The kingdom used the formal title of the Triune Kingdom of Croatia, Slavonia, and Dalmatia, thereby pressing its claim on the Kingdom of Dalmatia. But Dalmatia was a Kronland within the imperial Austrian part of Austria-Hungary (also known as Cisleithania). The claim was, for most of the time, supported by the Hungarian government, which backed Croatia–Slavonia in an effort to increase its share of the dual state. The union between the two primarily Croatian lands of Austria-Hungary never took place, however. According to the Article 53 of the Croatian–Hungarian Agreement, governing Croatia's political status in the Hungarian-ruled part of Austria-Hungary, the ban's official title was "Ban of Kingdom of Dalmatia, Croatia and Slavonia". Not only would different parts of the Monarchy at the same time use different styles of the titles, but even the same institutions would at the same time use different naming standards for the same institution. For instance, when the Imperial and Royal Court in Vienna would list the Croatian Ban as one of the Great Officers of State in the Kingdom of Hungary (Barones Regni), the style used would be Regnorum Croatiae, Dalmatiae et Slavoniae Banus, but when the Court would list the highest officials of the Kingdom of Croatia and Slavonia, the title would be styled as "Ban of Croatia, Slavonia and Dalmatia" (putting Slavonia before Dalmatia and omitting "Kingdom"). The laws passed in Croatia–Slavonia used the phrase "Kingdom of Dalmatia, Croatia and Slavonia".

In Hungarian, Croatia is referred to as Horvátország and Slavonia as Szlavónia. The combined polity was known by the official name of Horvát-Szlavón Királyság. The short form of the name was Horvát-Szlavónország and, less frequently Horvát-Tótország.

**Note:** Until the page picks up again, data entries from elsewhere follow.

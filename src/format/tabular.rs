use csv::{Terminator, WriterBuilder};

use crate::worklist::WorklistCommand;

use super::error::FormatError;
use super::format_volume;

/// Column names of the tabular format
pub const CSV_HEADER: [&str; 6] = [
    "Command",
    "RackLabel",
    "Position",
    "Volume",
    "LiquidClass",
    "Comment",
];

/// Render a header row and one row per command
pub fn write_csv(commands: &[WorklistCommand]) -> Result<String, FormatError> {
    let mut writer = WriterBuilder::new()
        .terminator(Terminator::Any(b'\n'))
        .from_writer(Vec::with_capacity(commands.len() * 48));

    writer.write_record(CSV_HEADER)?;
    for command in commands {
        let position = command.position.map(|p| p.to_string()).unwrap_or_default();
        let volume = command.volume.map(format_volume).unwrap_or_default();
        writer.write_record([
            command.opcode.code(),
            command.rack_label.as_str(),
            position.as_str(),
            volume.as_str(),
            command.liquid_class.as_str(),
            command.comment.as_deref().unwrap_or_default(),
        ])?;
    }

    let bytes = writer.into_inner().map_err(|e| FormatError::Io(e.into_error()))?;
    String::from_utf8(bytes)
        .map_err(|e| FormatError::Io(std::io::Error::new(std::io::ErrorKind::InvalidData, e)))
}
use anyhow::{Context, Result};
use std::path::PathBuf;

use fluent_worklist::format::{parse_gwl, parse_header};
use fluent_worklist::worklist::WorklistSummary;

/// Print the header, the command listing and a summary of a GWL file
pub fn run(file: PathBuf) -> Result<()> {
    let text = std::fs::read_to_string(&file)
        .with_context(|| format!("Failed to read worklist: {}", file.display()))?;

    let header = parse_header(&text);
    let commands =
        parse_gwl(&text).with_context(|| format!("Failed to parse worklist: {}", file.display()))?;

    let name = header.name.clone().unwrap_or_else(|| file.display().to_string());

    println!("Worklist: {}", name);
    if let Some(created) = header.created {
        println!("Created: {}", created);
    }
    if let Some(liquid_class) = &header.liquid_class {
        println!("Liquid class: {}", liquid_class);
    }
    if let Some(tip_type) = &header.tip_type {
        println!("Tip type: {}", tip_type);
    }

    println!("{}", "=".repeat(60));
    for (i, command) in commands.iter().enumerate() {
        println!("  {:>4}. {}", i + 1, command);
    }
    println!("{}", "=".repeat(60));

    println!("{}", WorklistSummary::from_commands(name, &commands));
    Ok(())
}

The order of mentioning Dalmatia was a contentious issue, as it was ordered differently in the Croatian- and Hungarian-language versions of the 1868 Settlement.

== History ==
The Kingdom of Croatia-Slavonia was created in 1868, when the former kingdoms of Croatia and Slavonia were joined into one single kingdom (the full civil administration was introduced in the Kingdom of Slavonia in 1745 and it was, as one of the Lands of the Crown of St. Stephen, administratively included into both the Kingdom of Croatia and Kingdom of Hungary, but it existed virtually until 1868). The Croatian parliament, elected in a questionable manner, confirmed the subordination of Croatia–Slavonia to Hungary in 1868 with signing of Hungarian–Croatian union constitution called the Nagodba (Croatian–Hungarian Settlement, known also as Croatian–Hungarian Agreement or Hungarian–Croatian Compromise of 1868). This kingdom included parts of present-day Croatia and Serbia (eastern part of Syrmia).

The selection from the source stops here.